How SMBs Win with Agile and DevOps: Differently than Large Enterprises and Tech Companies

Tech companies often have the people and skills to fully operationalize DevOps practices (CI/CD, IaC, AIOps, etc.). They generate revenue from technology services, so there’s a strong cultural motivation for dev and ops to collaborate, while automation often has direct financial benefits. They are also less likely to struggle with legacy systems, tech debt, and outdated data centers.

Practicing Agile and DevOps in SMB

Large enterprises with thousands of developers and applications are more likely to focus on scaling agile – getting multiple agile teams to follow scrum processes consistently, develop rigorous KPIs, and prioritize practices that lower team interdependencies.

But small and medium-sized businesses (SMBs) often have different agile and devops challenges and opportunities. With fewer people, they are less likely to have all the DevOps skills than a tech company or need to address the prescriptive processes associated with scaling agile. They focus more on defining agile cultures and ways of working across the org – not just in tech – and must prioritize which DevOps practices yield benefits.

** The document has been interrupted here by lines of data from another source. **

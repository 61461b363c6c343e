//! Display helpers used when rendering notification messages.
//!
//! Comparisons inside the engine always use full precision; rounding only
//! happens here, at the edge.

/// Formats a number without a fractional part when it is whole, otherwise
/// with two decimals.
///
/// # Examples
///
/// ```
/// use fleetwatch_common::format::format_plain;
///
/// assert_eq!(format_plain(12000.0), "12000");
/// assert_eq!(format_plain(277.777), "277.78");
/// assert_eq!(format_plain(-3.0), "-3");
/// ```
pub fn format_plain(value: f64) -> String {
    if is_whole(value) {
        format!("{}", value as i64)
    } else {
        format!("{value:.2}")
    }
}

/// Formats a number with `,` thousands separators and at most two decimals,
/// trailing zeros trimmed.
///
/// # Examples
///
/// ```
/// use fleetwatch_common::format::format_grouped;
///
/// assert_eq!(format_grouped(1250000.0), "1,250,000");
/// assert_eq!(format_grouped(-15000.5), "-15,000.5");
/// assert_eq!(format_grouped(999.0), "999");
/// ```
pub fn format_grouped(value: f64) -> String {
    if !value.is_finite() {
        return value.to_string();
    }
    let rounded = format!("{:.2}", value.abs());
    let (int_part, frac_part) = rounded.split_once('.').unwrap_or((rounded.as_str(), ""));

    let mut grouped = String::with_capacity(int_part.len() + int_part.len() / 3 + 4);
    if value < 0.0 && rounded != "0.00" {
        grouped.push('-');
    }
    let digits = int_part.as_bytes();
    for (i, digit) in digits.iter().enumerate() {
        if i > 0 && (digits.len() - i) % 3 == 0 {
            grouped.push(',');
        }
        grouped.push(*digit as char);
    }

    let frac = frac_part.trim_end_matches('0');
    if !frac.is_empty() {
        grouped.push('.');
        grouped.push_str(frac);
    }
    grouped
}

/// Formats with a fixed number of decimals.
///
/// ```
/// use fleetwatch_common::format::format_fixed;
///
/// assert_eq!(format_fixed(58.3333, 1), "58.3");
/// assert_eq!(format_fixed(277.0, 2), "277.00");
/// ```
pub fn format_fixed(value: f64, decimals: usize) -> String {
    format!("{value:.decimals$}")
}

/// Rounds to the nearest integer and formats without decimals.
pub fn format_int(value: f64) -> String {
    format!("{}", value.round() as i64)
}

fn is_whole(value: f64) -> bool {
    value.is_finite() && value.fract() == 0.0 && value.abs() < 1e15
}

#[cfg(test)]
mod tests {
    use super::*;

    #[test]
    fn grouped_handles_small_and_fractional_values() {
        assert_eq!(format_grouped(0.0), "0");
        assert_eq!(format_grouped(12.345), "12.35");
        assert_eq!(format_grouped(100000.0), "100,000");
        assert_eq!(format_grouped(-0.001), "0");
    }

    #[test]
    fn int_rounds_half_away_from_zero() {
        assert_eq!(format_int(58.5), "59");
        assert_eq!(format_int(-2.5), "-3");
    }
}
/// Errors raised while reading or writing a feed mirror.
///
/// The store itself never fails a mutation because of its mirror; these
/// errors surface from [`crate::mirror::FeedMirror`] implementations and
/// are logged by the store.
///
/// # Examples
///
/// ```rust
/// use fleetwatch_store::error::StoreError;
///
/// let err = StoreError::Other("mirror is read-only".to_string());
/// assert!(err.to_string().contains("read-only"));
/// ```
#[derive(Debug, thiserror::Error)]
pub enum StoreError {
    /// Reading or writing the mirror file failed.
    #[error("Store: I/O error: {0}")]
    Io(#[from] std::io::Error),

    /// Persisted data could not be serialized or parsed.
    #[error("Store: JSON error: {0}")]
    Json(#[from] serde_json::Error),

    #[error("Store: {0}")]
    Other(String),
}

/// Convenience `Result` alias for store operations.
pub type Result<T> = std::result::Result<T, StoreError>;
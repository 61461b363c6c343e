use crate::rules::threshold::CompareOp;
use crate::template::{Template, Vars};
use crate::{EvalContext, Firing, Rule};
use chrono::Duration;
use fleetwatch_common::types::{CompanyRevenue, Severity};

/// Aggregate statistics over per-company revenue.
#[derive(Debug, Clone, PartialEq)]
pub struct CompanyStats {
    /// Revenues sorted highest first, paired with company names.
    ranked: Vec<(String, f64)>,
    pub count: usize,
    pub total: f64,
    pub mean: f64,
    /// Population standard deviation.
    pub std_dev: f64,
}

impl CompanyStats {
    /// `None` for an empty company list.
    pub fn compute(companies: &[CompanyRevenue]) -> Option<Self> {
        if companies.is_empty() {
            return None;
        }
        let mut ranked: Vec<(String, f64)> = companies
            .iter()
            .map(|c| (c.name.clone(), c.revenue_value()))
            .collect();
        ranked.sort_by(|a, b| b.1.total_cmp(&a.1));

        let count = ranked.len();
        let total: f64 = ranked.iter().map(|(_, r)| r).sum();
        let mean = total / count as f64;
        let variance = ranked.iter().map(|(_, r)| (r - mean).powi(2)).sum::<f64>() / count as f64;

        Some(Self {
            ranked,
            count,
            total,
            mean,
            std_dev: variance.sqrt(),
        })
    }

    pub fn top(&self) -> Option<(&str, f64)> {
        self.ranked.first().map(|(name, r)| (name.as_str(), *r))
    }

    /// Share of total revenue held by the top `n` companies, 0 to 100.
    pub fn top_share(&self, n: usize) -> Option<f64> {
        if self.total == 0.0 {
            return None;
        }
        let top: f64 = self.ranked.iter().take(n).map(|(_, r)| r).sum();
        Some(top / self.total * 100.0)
    }

    pub fn count_below(&self, revenue: f64) -> usize {
        self.ranked.iter().filter(|(_, r)| *r < revenue).count()
    }

    pub fn inactive(&self) -> usize {
        self.ranked.iter().filter(|(_, r)| *r == 0.0).count()
    }
}

#[derive(Debug, Clone, Copy, PartialEq)]
pub enum CompanyStat {
    /// Percent of total revenue held by the top N companies.
    TopShare(usize),
    /// Top company revenue divided by the mean.
    TopToMean,
    /// Standard deviation divided by the mean.
    StdDevToMean,
    /// Number of companies under `fraction * mean`.
    BelowMeanFraction(f64),
    /// Number of companies with zero revenue.
    InactiveCount,
    CompanyCount,
    TotalRevenue,
}

impl CompanyStat {
    pub fn measure(&self, stats: &CompanyStats) -> Option<f64> {
        match *self {
            Self::TopShare(n) => stats.top_share(n),
            Self::TopToMean => {
                if stats.mean == 0.0 {
                    return None;
                }
                Some(stats.top()?.1 / stats.mean)
            }
            Self::StdDevToMean => {
                if stats.mean == 0.0 {
                    return None;
                }
                Some(stats.std_dev / stats.mean)
            }
            Self::BelowMeanFraction(fraction) => {
                Some(stats.count_below(stats.mean * fraction) as f64)
            }
            Self::InactiveCount => Some(stats.inactive() as f64),
            Self::CompanyCount => Some(stats.count as f64),
            Self::TotalRevenue => Some(stats.total),
        }
    }
}

/// Compares one company-revenue statistic against a bound.
///
/// Template values: `{value}`, `{total}`, `{mean}`, `{count}`,
/// `{top_revenue}`, `{top_name}`.
pub struct DistributionRule {
    pub id: String,
    pub category: String,
    pub cooldown: Duration,
    pub statistic: CompanyStat,
    pub operator: CompareOp,
    pub bound: f64,
    pub severity: Severity,
    pub template: Template,
}

impl Rule for DistributionRule {
    fn id(&self) -> &str {
        &self.id
    }

    fn category(&self) -> &str {
        &self.category
    }

    fn cooldown(&self) -> Duration {
        self.cooldown
    }

    fn evaluate(&self, ctx: &EvalContext<'_>) -> Option<Firing> {
        let stats = CompanyStats::compute(&ctx.current.companies)?;
        let value = self.statistic.measure(&stats)?;
        if !value.is_finite() || !self.operator.check(value, self.bound) {
            return None;
        }

        let (top_name, top_revenue) = stats.top()?;
        let vars = Vars::new(ctx.current)
            .number("value", value)
            .number("total", stats.total)
            .number("mean", stats.mean)
            .number("count", stats.count as f64)
            .number("top_revenue", top_revenue)
            .text("top_name", top_name)
            .plural_on(value);

        Some(Firing {
            severity: self.severity,
            message: self.template.render(&vars),
            level: None,
        })
    }
}
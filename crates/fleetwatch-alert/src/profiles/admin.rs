use super::ProfileSettings;
use crate::cooldown::CooldownClass;
use crate::expr::ValueExpr;
use crate::rules::banded::{Band, BandedRule, Bound};
use crate::rules::milestone::{Milestone, MilestoneRule};
use crate::rules::threshold::{CompareOp, Condition, ThresholdRule};
use crate::rules::{Extra, Outcome};
use crate::template::Template;
use crate::Rule;
use fleetwatch_common::types::{counters, Severity};

/// Category of the continuously recomputed admin insights. The admin batch
/// policy keeps every notification in it.
pub const ANALYTICS_CATEGORY: &str = "analytics";

fn counter(name: &str) -> ValueExpr {
    ValueExpr::counter(name)
}

fn overall_avg_ticket_price() -> ValueExpr {
    ValueExpr::ratio(counter(counters::TOTAL_REVENUE), counter(counters::TOTAL_TICKETS))
}

fn todays_avg_ticket_price() -> ValueExpr {
    ValueExpr::ratio(counter(counters::TODAYS_REVENUE), counter(counters::TODAYS_TICKETS))
}

fn driver_utilization_pct() -> ValueExpr {
    ValueExpr::ratio(
        counter(counters::ASSIGNED_DRIVERS),
        counter(counters::DRIVERS_REGISTERED),
    )
    .percent()
}

/// Admin dashboard rules: six analytics insights followed by the
/// operational revenue, ticket, driver and vehicle alerts.
pub fn admin_rules(settings: &ProfileSettings) -> Vec<Box<dyn Rule>> {
    let mut rules = analytics_rules(settings);
    rules.extend(operational_rules(settings));
    rules
}

fn analytics_rules(settings: &ProfileSettings) -> Vec<Box<dyn Rule>> {
    let window = |id: &str| settings.window(id, CooldownClass::Analytics);
    let goal = settings.targets.daily_tickets;

    vec![
        Box::new(BandedRule {
            id: "high-revenue-efficiency".into(),
            category: ANALYTICS_CATEGORY.into(),
            cooldown: window("high-revenue-efficiency"),
            value: overall_avg_ticket_price(),
            guards: Vec::new(),
            bands: vec![
                Band::new(
                    Bound::AtLeast(50.0),
                    Severity::Success,
                    "Your current avg. revenue per ticket is Rs. {value:.2}, indicating strong pricing or upsell effectiveness.",
                ),
                Band::new(
                    Bound::AtLeast(40.0),
                    Severity::Success,
                    "Your current avg. revenue per ticket is Rs. {value:.2}, showing good market positioning.",
                ),
                Band::new(
                    Bound::AtLeast(30.0),
                    Severity::Info,
                    "Your current avg. revenue per ticket is Rs. {value:.2}, showing good market positioning.",
                ),
                Band::new(
                    Bound::AtLeast(20.0),
                    Severity::Info,
                    "Your current avg. revenue per ticket is Rs. {value:.2}, there's room for pricing optimization.",
                ),
                Band::new(
                    Bound::Above(0.0),
                    Severity::Info,
                    "Your current avg. revenue per ticket is Rs. {value:.2}, consider reviewing pricing strategy.",
                ),
            ],
            extras: Vec::new(),
        }),
        Box::new(BandedRule {
            id: "daily-ticket-goal".into(),
            category: ANALYTICS_CATEGORY.into(),
            cooldown: window("daily-ticket-goal"),
            value: counter(counters::TODAYS_TICKETS),
            guards: Vec::new(),
            bands: vec![
                Band::new(
                    Bound::AtLeast(goal),
                    Severity::Success,
                    "Daily goal achieved! You've sold {value} tickets today (Goal: {goal})",
                ),
                Band::new(
                    Bound::AtLeast(goal - 50.0),
                    Severity::Success,
                    "You've sold {value} tickets today, only {remaining} away from your daily goal!",
                ),
                Band::new(
                    Bound::AtLeast(goal * 0.75),
                    Severity::Info,
                    "Great progress! {value} tickets sold today, {goal_pct:.1}% of daily goal completed.",
                ),
                Band::new(
                    Bound::AtLeast(0.0),
                    Severity::Info,
                    "Current ticket sales: {value} tickets today ({goal_pct:.1}% of {goal} daily goal)",
                ),
            ],
            extras: vec![
                Extra::new("goal", ValueExpr::constant(goal)),
                Extra::new(
                    "remaining",
                    ValueExpr::difference(ValueExpr::constant(goal), counter(counters::TODAYS_TICKETS)),
                ),
                Extra::new(
                    "goal_pct",
                    ValueExpr::ratio(counter(counters::TODAYS_TICKETS), ValueExpr::constant(goal))
                        .percent(),
                ),
            ],
        }),
        Box::new(BandedRule {
            id: "revenue-health-check".into(),
            category: ANALYTICS_CATEGORY.into(),
            cooldown: window("revenue-health-check"),
            value: counter(counters::TODAYS_REVENUE),
            guards: Vec::new(),
            bands: vec![
                Band::new(
                    Bound::AtLeast(15_000.0),
                    Severity::Success,
                    "Total revenue has reached Rs. {value:grouped} so far today. That's exceptional daily performance!",
                ),
                Band::new(
                    Bound::AtLeast(10_000.0),
                    Severity::Success,
                    "Total revenue has reached Rs. {value:grouped} so far today. That's strong daily performance!",
                ),
                Band::new(
                    Bound::AtLeast(5_000.0),
                    Severity::Info,
                    "Total revenue is Rs. {value:grouped} today. Moderate performance with room to grow.",
                ),
                Band::new(
                    Bound::AtLeast(2_000.0),
                    Severity::Warning,
                    "Today's revenue is Rs. {value:grouped}. Consider strategies to boost sales.",
                ),
                Band::new(
                    Bound::Above(0.0),
                    Severity::Info,
                    "Today's revenue is Rs. {value:grouped}. Early in the day - tracking progress.",
                ),
                Band::new(
                    Bound::AtLeast(0.0),
                    Severity::Info,
                    "Revenue tracking started for today. Current: Rs. {value:grouped}",
                ),
            ],
            extras: Vec::new(),
        }),
        Box::new(BandedRule {
            id: "revenue-ticket-comparison".into(),
            category: ANALYTICS_CATEGORY.into(),
            cooldown: window("revenue-ticket-comparison"),
            value: ValueExpr::percent_change(overall_avg_ticket_price(), todays_avg_ticket_price()),
            guards: vec![
                Condition::positive(counters::TODAYS_TICKETS),
                Condition::new(overall_avg_ticket_price(), CompareOp::GreaterThan, 0.0),
                Condition::new(todays_avg_ticket_price(), CompareOp::GreaterThan, 0.0),
            ],
            bands: vec![
                Band::new(
                    Bound::Above(15.0),
                    Severity::Success,
                    "Today's revenue per ticket (Rs. {today_avg:.2}) is {value:.1}% above your overall average of Rs. {overall_avg:.2}",
                ),
                Band::new(
                    Bound::AtLeast(-15.0),
                    Severity::Info,
                    "Today's revenue per ticket (Rs. {today_avg:.2}) is close to your overall average of Rs. {overall_avg:.2} ({value:.1}% difference)",
                ),
                Band::new(
                    Bound::Any,
                    Severity::Warning,
                    "Today's revenue per ticket (Rs. {today_avg:.2}) is {abs_diff:.1}% below your overall average of Rs. {overall_avg:.2}",
                ),
            ],
            extras: vec![
                Extra::new("today_avg", todays_avg_ticket_price()),
                Extra::new("overall_avg", overall_avg_ticket_price()),
                Extra::new(
                    "abs_diff",
                    ValueExpr::percent_change(overall_avg_ticket_price(), todays_avg_ticket_price())
                        .abs(),
                ),
            ],
        }),
        Box::new(MilestoneRule::new(
            "total-revenue-milestone",
            ANALYTICS_CATEGORY,
            window("total-revenue-milestone"),
            counter(counters::TOTAL_REVENUE),
            vec![
                Milestone::new(1_000_000.0, "1 Million"),
                Milestone::new(500_000.0, "500K"),
                Milestone::new(250_000.0, "250K"),
                Milestone::new(100_000.0, "100K"),
                Milestone::new(50_000.0, "50K"),
                Milestone::new(25_000.0, "25K"),
                Milestone::new(10_000.0, "10K"),
            ],
            Outcome::new(
                Severity::Success,
                "Milestone Achievement! Total revenue has reached Rs. {value:grouped} ({label} milestone crossed!)",
            ),
            Some(Outcome::new(
                Severity::Info,
                "Total revenue: Rs. {value:grouped}. Next milestone: Rs. {amount:grouped} ({label})",
            )),
        )),
        Box::new(BandedRule {
            id: "ticket-volume-analysis".into(),
            category: ANALYTICS_CATEGORY.into(),
            cooldown: window("ticket-volume-analysis"),
            value: counter(counters::TOTAL_TICKETS),
            guards: Vec::new(),
            bands: vec![
                Band::new(
                    Bound::AtLeast(1_000.0),
                    Severity::Info,
                    "Total tickets sold: {value:grouped} - High volume operation!",
                ),
                Band::new(
                    Bound::AtLeast(500.0),
                    Severity::Info,
                    "Total tickets sold: {value:grouped} - Growing customer base",
                ),
                Band::new(
                    Bound::AtLeast(100.0),
                    Severity::Info,
                    "Total tickets sold: {value:grouped} - Building momentum",
                ),
                Band::new(
                    Bound::Above(0.0),
                    Severity::Info,
                    "Total tickets sold: {value:grouped} - Early stage operations",
                ),
            ],
            extras: Vec::new(),
        }),
    ]
}
use crate::error::{Result, StoreError};
use fleetwatch_common::types::Notification;
use serde_json::{Map, Value};
use std::path::{Path, PathBuf};
use std::sync::{Arc, Mutex};

/// Key the feed is persisted under.
pub const STORAGE_KEY: &str = "adminNotifications";

/// Durable copy of the notification feed.
///
/// `load` is called once when a store is opened; `save` receives the full
/// feed, newest first, after every mutation.
pub trait FeedMirror: Send {
    fn load(&self) -> Result<Vec<Notification>>;

    fn save(&mut self, notifications: &[Notification]) -> Result<()>;
}

/// Persists the feed as a JSON document of `key -> records`.
///
/// Other keys already present in the document are kept on save. A missing
/// file loads as an empty feed.
#[derive(Debug, Clone)]
pub struct JsonFileMirror {
    path: PathBuf,
    key: String,
}

impl JsonFileMirror {
    pub fn new(path: impl Into<PathBuf>) -> Self {
        Self::with_key(path, STORAGE_KEY)
    }

    pub fn with_key(path: impl Into<PathBuf>, key: &str) -> Self {
        Self {
            path: path.into(),
            key: key.to_string(),
        }
    }

    pub fn path(&self) -> &Path {
        &self.path
    }

    fn read_document(&self) -> Result<Option<Map<String, Value>>> {
        let text = match std::fs::read_to_string(&self.path) {
            Ok(text) => text,
            Err(e) if e.kind() == std::io::ErrorKind::NotFound => return Ok(None),
            Err(e) => return Err(e.into()),
        };
        match serde_json::from_str::<Value>(&text)? {
            Value::Object(map) => Ok(Some(map)),
            other => Err(StoreError::Other(format!(
                "expected a JSON object in {}, found {}",
                self.path.display(),
                json_kind(&other)
            ))),
        }
    }
}

fn json_kind(value: &Value) -> &'static str {
    match value {
        Value::Null => "null",
        Value::Bool(_) => "a boolean",
        Value::Number(_) => "a number",
        Value::String(_) => "a string",
        Value::Array(_) => "an array",
        Value::Object(_) => "an object",
    }
}

impl FeedMirror for JsonFileMirror {
    fn load(&self) -> Result<Vec<Notification>> {
        let Some(mut document) = self.read_document()? else {
            return Ok(Vec::new());
        };
        match document.remove(&self.key) {
            None | Some(Value::Null) => Ok(Vec::new()),
            Some(records) => Ok(serde_json::from_value(records)?),
        }
    }

    fn save(&mut self, notifications: &[Notification]) -> Result<()> {
        // An unreadable document is overwritten.
        let mut document = self.read_document().ok().flatten().unwrap_or_default();
        document.insert(self.key.clone(), serde_json::to_value(notifications)?);

        if let Some(parent) = self.path.parent() {
            if !parent.as_os_str().is_empty() {
                std::fs::create_dir_all(parent)?;
            }
        }
        let tmp = self.path.with_extension("json.tmp");
        std::fs::write(&tmp, serde_json::to_vec_pretty(&Value::Object(document))?)?;
        std::fs::rename(&tmp, &self.path)?;
        Ok(())
    }
}

/// In-process mirror. Clones share the same records, so a caller can keep a
/// handle to inspect what the store wrote.
#[derive(Debug, Clone, Default)]
pub struct MemoryMirror {
    records: Arc<Mutex<Vec<Notification>>>,
}

impl MemoryMirror {
    pub fn new() -> Self {
        Self::default()
    }

    pub fn seeded(records: Vec<Notification>) -> Self {
        Self {
            records: Arc::new(Mutex::new(records)),
        }
    }

    pub fn snapshot(&self) -> Vec<Notification> {
        self.records
            .lock()
            .unwrap_or_else(|e| e.into_inner())
            .clone()
    }
}

impl FeedMirror for MemoryMirror {
    fn load(&self) -> Result<Vec<Notification>> {
        Ok(self.snapshot())
    }

    fn save(&mut self, notifications: &[Notification]) -> Result<()> {
        let mut records = self.records.lock().unwrap_or_else(|e| e.into_inner());
        *records = notifications.to_vec();
        Ok(())
    }
}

What SMB problems and opportunities shape their agile and DevOps?

Dan Waddell, Chief Growth Officer of XOR Security, shares a perspective on agile in SMBs. “As a small business, we have to run our internal operations and system development with an agile mindset,” he says. “With limited resources, we have no choice but to be really smart in how we operate within our engineering lifecycle.”

And what does being really smart entail? Dan continues, “Waterfall and its linear processes just don’t work for us – we need to be able to collaborate in near real-time and make very quick decisions. We truly practice what we preach and share that ethos with our customers as we help introduce a more DevSecOps-focused approach to application development.”

Collaborating in real-time, quick decision-making, and shifting-left security practices are all key to nimble SMBs that must work efficiently and deliver frequent customer benefits.

And what about managing cloud infrastructure, especially in medium-sized businesses that might be in hybrid clouds with mission-critical apps running?

Lior Koriat, CEO of Quali, says, “It’s important that SMBs plan for scale early to better manage their infrastructure and processes. Think about the control and scalability of your DevOps processes and teams and invest in tools that will simplify developers’ access to infrastructure while helping infrastructure and operations teams manage costs, enforce governance, and establish predictability to scale their DevOps efforts intelligently.”

Enabling developers to spend more time working on customer opportunities and managing costs are two attributes I pick from Lior’s comments that should be important to most SMBs.

How can SMBs succeed with agile and DevOps

I work with many SMBs that want the culture, customer experience, employee innovation, and operational benefits of agile without the overhead of SAFe and other agile scaling frameworks. They want easy-to-implement DevOps, even if it means that some processes aren’t fully automated.

Here are some of the best practices I work with them on during my center of excellence programs:

On developing an agile way of working in SMBs:

On establishing DevOps practices in SMBs:

  • StarCIO DevOps Culture
    Let the pain points dictate the priorities, and don’t follow a boilerplate best practice playbook. For example, orgs facing outages may implement observability, monitoring, or AIOps before CI/CD because they require improved reliability before increasing deployment frequency.
  • Automate highly repetitive tasks without committing to 100 percent automation. For example, if an app’s code changes frequently but the database structure doesn’t, it’s ok to focus CI/CD on code deployments and implement a manual and documented standard operating procedure to support database changes.
  • Define and prioritize your operational and cultural non-negotiables and choose specific language around the expectation and its importance. For example, a small B2C company might state, “We fix production defects first before working on new features because …” as a guiding principle connecting ops to dev priorities.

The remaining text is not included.